Task description
Reproduce the records below word for word.

Source data
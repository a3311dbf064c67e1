// SPDX-License-Identifier: AGPL-3.0-or-later
//
// Copyright (C) 2026 Relational Network

//! Koios-style chain indexer REST client.
//!
//! All lookups are single POST request/response calls with a client-level
//! timeout and no retry; callers decide whether a failure degrades (address
//! resolution) or surfaces (reconciliation).

use std::time::Duration;

use reqwest::Client;
use serde::de::DeserializeOwned;
use serde_json::{json, Value};
use url::Url;

use super::types::{AccountAddresses, AddressInfo, TxInfo};
use crate::config::{env_optional, env_or_default, KOIOS_API_KEY_ENV, KOIOS_BASE_URL_ENV};

const DEFAULT_BASE_URL: &str = "https://api.koios.rest/api/v1";
const REQUEST_TIMEOUT: Duration = Duration::from_secs(10);

#[derive(Debug, thiserror::Error)]
pub enum IndexerError {
    #[error("indexer configuration invalid: {0}")]
    Config(String),

    #[error("indexer request failed: {0}")]
    Request(String),

    #[error("indexer returned {status}: {body}")]
    Status { status: u16, body: String },

    #[error("indexer response was invalid: {0}")]
    InvalidResponse(String),
}

#[derive(Debug, Clone)]
pub struct IndexerClient {
    base_url: String,
    api_key: Option<String>,
    http: Client,
}

impl IndexerClient {
    pub fn new(base_url: &str, api_key: Option<String>) -> Result<Self, IndexerError> {
        let parsed = Url::parse(base_url)
            .map_err(|e| IndexerError::Config(format!("invalid base URL {base_url}: {e}")))?;

        let http = Client::builder()
            .timeout(REQUEST_TIMEOUT)
            .build()
            .map_err(|e| IndexerError::Config(format!("failed to build HTTP client: {e}")))?;

        Ok(Self {
            base_url: parsed.to_string().trim_end_matches('/').to_string(),
            api_key,
            http,
        })
    }

    pub fn from_env() -> Result<Self, IndexerError> {
        let base_url = env_or_default(KOIOS_BASE_URL_ENV, DEFAULT_BASE_URL);
        let api_key = env_optional(KOIOS_API_KEY_ENV);
        Self::new(&base_url, api_key)
    }

    pub fn base_url(&self) -> &str {
        &self.base_url
    }

    /// Address detail for the given payment addresses.
    pub async fn address_info(
        &self,
        addresses: &[String],
    ) -> Result<Vec<AddressInfo>, IndexerError> {
        self.post_json("/address_info", &json!({ "_addresses": addresses }))
            .await
    }

    /// Payment addresses associated with the given stake addresses.
    pub async fn account_addresses(
        &self,
        stake_addresses: &[String],
    ) -> Result<Vec<AccountAddresses>, IndexerError> {
        self.post_json(
            "/account_addresses",
            &json!({ "_stake_addresses": stake_addresses }),
        )
        .await
    }

    /// Transaction detail (outputs + minted assets) for a batch of hashes.
    pub async fn tx_info(&self, tx_hashes: &[String]) -> Result<Vec<TxInfo>, IndexerError> {
        self.post_json(
            "/tx_info",
            &json!({ "_tx_hashes": tx_hashes, "_assets": true }),
        )
        .await
    }

    fn endpoint(&self, path: &str) -> String {
        format!("{}{}", self.base_url, path)
    }

    async fn post_json<T: DeserializeOwned>(
        &self,
        path: &str,
        payload: &Value,
    ) -> Result<T, IndexerError> {
        let mut request = self
            .http
            .post(self.endpoint(path))
            .header("Content-Type", "application/json")
            .json(payload);

        if let Some(ref key) = self.api_key {
            request = request.header("Authorization", format!("Bearer {key}"));
        }

        let response = request
            .send()
            .await
            .map_err(|e| IndexerError::Request(format!("POST {path} failed: {e}")))?;

        if !response.status().is_success() {
            let status = response.status().as_u16();
            let body = response.text().await.unwrap_or_default();
            return Err(IndexerError::Status { status, body });
        }

        response
            .json()
            .await
            .map_err(|e| IndexerError::InvalidResponse(format!("POST {path} invalid JSON: {e}")))
    }
}

#[cfg(test)]
mod tests {
    use super::*;

    #[test]
    fn new_rejects_malformed_base_url() {
        let result = IndexerClient::new("not a url", None);
        assert!(matches!(result, Err(IndexerError::Config(_))));
    }

    #[test]
    fn endpoint_joins_without_double_slash() {
        let client = IndexerClient::new("https://api.koios.rest/api/v1/", None).unwrap();
        assert_eq!(
            client.endpoint("/tx_info"),
            "https://api.koios.rest/api/v1/tx_info"
        );
    }

    #[tokio::test]
    async fn unreachable_indexer_surfaces_request_error() {
        let client = IndexerClient::new("http://127.0.0.1:9", None).unwrap();
        let result = client.address_info(&["addr1xyz".to_string()]).await;
        assert!(matches!(result, Err(IndexerError::Request(_))));
    }
}
// SPDX-License-Identifier: AGPL-3.0-or-later
//
// Copyright (C) 2026 Relational Network

use axum::{
    http::StatusCode,
    response::{IntoResponse, Response},
    Json,
};
use serde::Serialize;

#[derive(Debug)]
pub struct ApiError {
    pub status: StatusCode,
    pub message: String,
}

#[derive(Serialize)]
struct ErrorBody {
    error: String,
}

impl ApiError {
    pub fn new(status: StatusCode, message: impl Into<String>) -> Self {
        Self {
            status,
            message: message.into(),
        }
    }

    pub fn bad_request(message: impl Into<String>) -> Self {
        Self::new(StatusCode::BAD_REQUEST, message)
    }

    pub fn unauthenticated(message: impl Into<String>) -> Self {
        Self::new(StatusCode::UNAUTHORIZED, message)
    }

    pub fn forbidden(message: impl Into<String>) -> Self {
        Self::new(StatusCode::FORBIDDEN, message)
    }

    pub fn not_found(message: impl Into<String>) -> Self {
        Self::new(StatusCode::NOT_FOUND, message)
    }

    /// Store fault. The message shown to the client stays generic; the
    /// underlying error is logged at the call site.
    pub fn internal(message: impl Into<String>) -> Self {
        Self::new(StatusCode::INTERNAL_SERVER_ERROR, message)
    }

    /// Chain indexer fault on a path that cannot degrade.
    pub fn bad_gateway(message: impl Into<String>) -> Self {
        Self::new(StatusCode::BAD_GATEWAY, message)
    }
}

impl From<crate::storage::AuthDbError> for ApiError {
    fn from(err: crate::storage::AuthDbError) -> Self {
        tracing::error!(error = %err, "Store operation failed");
        Self::internal("Storage error")
    }
}

impl IntoResponse for ApiError {
    fn into_response(self) -> Response {
        let body = Json(ErrorBody {
            error: self.message,
        });
        (self.status, body).into_response()
    }
}
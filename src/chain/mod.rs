// SPDX-License-Identifier: AGPL-3.0-or-later
//
// Copyright (C) 2026 Relational Network

//! Chain indexer integration: the typed REST client and the address
//! normalizer built on top of it.

pub mod addresses;
pub mod client;
pub mod types;

pub use addresses::{
    is_payment_address, is_stake_address, resolve_first_payment_address, resolve_stake_address,
};
pub use client::{IndexerClient, IndexerError};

Answer space
repository a3311dbf064c67e1
// SPDX-License-Identifier: AGPL-3.0-or-later
//
// Copyright (C) 2026 Relational Network

//! Koios-style chain indexer REST client.
//!
//! All lookups are single POST request/response calls with a client-level
//! timeout and no retry; callers decide whether a failure degrades (address
//! resolution) or surfaces (reconciliation).

use std::time::Duration;

use reqwest::Client;
use serde::de::DeserializeOwned;
use serde_json::{json, Value};
use url::Url;

use super::types::{AccountAddresses, AddressInfo, TxInfo};
use crate::config::{env_optional, env_or_default, KOIOS_API_KEY_ENV, KOIOS_BASE_URL_ENV};

const DEFAULT_BASE_URL: &str = "https://api.koios.rest/api/v1";
const REQUEST_TIMEOUT: Duration = Duration::from_secs(10);

#[derive(Debug, thiserror::Error)]
pub enum IndexerError {
    #[error("indexer configuration invalid: {0}")]
    Config(String),

    #[error("indexer request failed: {0}")]
    Request(String),

    #[error("indexer returned {status}: {body}")]
    Status { status: u16, body: String },

    #[error("indexer response was invalid: {0}")]
    InvalidResponse(String),
}

#[derive(Debug, Clone)]
pub struct IndexerClient {
    base_url: String,
    api_key: Option<String>,
    http: Client,
}

impl IndexerClient {
    pub fn new(base_url: &str, api_key: Option<String>) -> Result<Self, IndexerError> {
        let parsed = Url::parse(base_url)
            .map_err(|e| IndexerError::Config(format!("invalid base URL {base_url}: {e}")))?;

        let http = Client::builder()
            .timeout(REQUEST_TIMEOUT)
            .build()
            .map_err(|e| IndexerError::Config(format!("failed to build HTTP client: {e}")))?;

        Ok(Self {
            base_url: parsed.to_string().trim_end_matches('/').to_string(),
            api_key,
            http,
        })
    }

    pub fn from_env() -> Result<Self, IndexerError> {
        let base_url = env_or_default(KOIOS_BASE_URL_ENV, DEFAULT_BASE_URL);
        let api_key = env_optional(KOIOS_API_KEY_ENV);
        Self::new(&base_url, api_key)
    }

    pub fn base_url(&self) -> &str {
        &self.base_url
    }

    /// Address detail for the given payment addresses.
    pub async fn address_info(
        &self,
        addresses: &[String],
    ) -> Result<Vec<AddressInfo>, IndexerError> {
        self.post_json("/address_info", &json!({ "_addresses": addresses }))
            .await
    }

    /// Payment addresses associated with the given stake addresses.
    pub async fn account_addresses(
        &self,
        stake_addresses: &[String],
    ) -> Result<Vec<AccountAddresses>, IndexerError> {
        self.post_json(
            "/account_addresses",
            &json!({ "_stake_addresses": stake_addresses }),
        )
        .await
    }

    /// Transaction detail (outputs + minted assets) for a batch of hashes.
    pub async fn tx_info(&self, tx_hashes: &[String]) -> Result<Vec<TxInfo>, IndexerError> {
        self.post_json(
            "/tx_info",
            &json!({ "_tx_hashes": tx_hashes, "_assets": true }),
        )
        .await
    }

    fn endpoint(&self, path: &str) -> String {
        format!("{}{}", self.base_url, path)
    }

    async fn post_json<T: DeserializeOwned>(
        &self,
        path: &str,
        payload: &Value,
    ) -> Result<T, IndexerError> {
        let mut request = self
            .http
            .post(self.endpoint(path))
            .header("Content-Type", "application/json")
            .json(payload);

        if let Some(ref key) = self.api_key {
            request = request.header("Authorization", format!("Bearer {key}"));
        }

        let response = request
            .send()
            .await
            .map_err(|e| IndexerError::Request(format!("POST {path} failed: {e}")))?;

        if !response.status().is_success() {
            let status = response.status().as_u16();
            let body = response.text().await.unwrap_or_default();
            return Err(IndexerError::Status { status, body });
        }

        response
            .json()
            .await
            .map_err(|e| IndexerError::InvalidResponse(format!("POST {path} invalid JSON: {e}")))
    }
}

#[cfg(test)]
mod tests {
    use super::*;

    #[test]
    fn new_rejects_malformed_base_url() {
        let result = IndexerClient::new("not a url", None);
        assert!(matches!(result, Err(IndexerError::Config(_))));
    }

    #[test]
    fn endpoint_joins_without_double_slash() {
        let client = IndexerClient::new("https://api.koios.rest/api/v1/", None).unwrap();
        assert_eq!(
            client.endpoint("/tx_info"),
            "https://api.koios.rest/api/v1/tx_info"
        );
    }

    #[tokio::test]
    async fn unreachable_indexer_surfaces_request_error() {
        let client = IndexerClient::new("http://127.0.0.1:9", None).unwrap();
        let result = client.address_info(&["addr1xyz".to_string()]).await;
        assert!(matches!(result, Err(IndexerError::Request(_))));
    }
}
// SPDX-License-Identifier: AGPL-3.0-or-later
//
// Copyright (C) 2026 Relational Network

use axum::{
    http::StatusCode,
    response::{IntoResponse, Response},
    Json,
};
use serde::Serialize;

#[derive(Debug)]
pub struct ApiError {
    pub status: StatusCode,
    pub message: String,
}

#[derive(Serialize)]
struct ErrorBody {
    error: String,
}

impl ApiError {
    pub fn new(status: StatusCode, message: impl Into<String>) -> Self {
        Self {
            status,
            message: message.into(),
        }
    }

    pub fn bad_request(message: impl Into<String>) -> Self {
        Self::new(StatusCode::BAD_REQUEST, message)
    }

    pub fn unauthenticated(message: impl Into<String>) -> Self {
        Self::new(StatusCode::UNAUTHORIZED, message)
    }

    pub fn forbidden(message: impl Into<String>) -> Self {
        Self::new(StatusCode::FORBIDDEN, message)
    }

    pub fn not_found(message: impl Into<String>) -> Self {
        Self::new(StatusCode::NOT_FOUND, message)
    }

    /// Store fault. The message shown to the client stays generic; the
    /// underlying error is logged at the call site.
    pub fn internal(message: impl Into<String>) -> Self {
        Self::new(StatusCode::INTERNAL_SERVER_ERROR, message)
    }

    /// Chain indexer fault on a path that cannot degrade.
    pub fn bad_gateway(message: impl Into<String>) -> Self {
        Self::new(StatusCode::BAD_GATEWAY, message)
    }
}

impl From<crate::storage::AuthDbError> for ApiError {
    fn from(err: crate::storage::AuthDbError) -> Self {
        tracing::error!(error = %err, "Store operation failed");
        Self::internal("Storage error")
    }
}

impl IntoResponse for ApiError {
    fn into_response(self) -> Response {
        let body = Json(ErrorBody {
            error: self.message,
        });
        (self.status, body).into_response()
    }
}
filename src/chain/mod.rs
// SPDX-License-Identifier: AGPL-3.0-or-later
//
// Copyright (C) 2026 Relational Network

//! Chain indexer integration: the typed REST client and the address
//! normalizer built on top of it.

pub mod addresses;
pub mod client;
pub mod types;

pub use addresses::{
    is_payment_address, is_stake_address, resolve_first_payment_address, resolve_stake_address,
};
pub use client::{IndexerClient, IndexerError};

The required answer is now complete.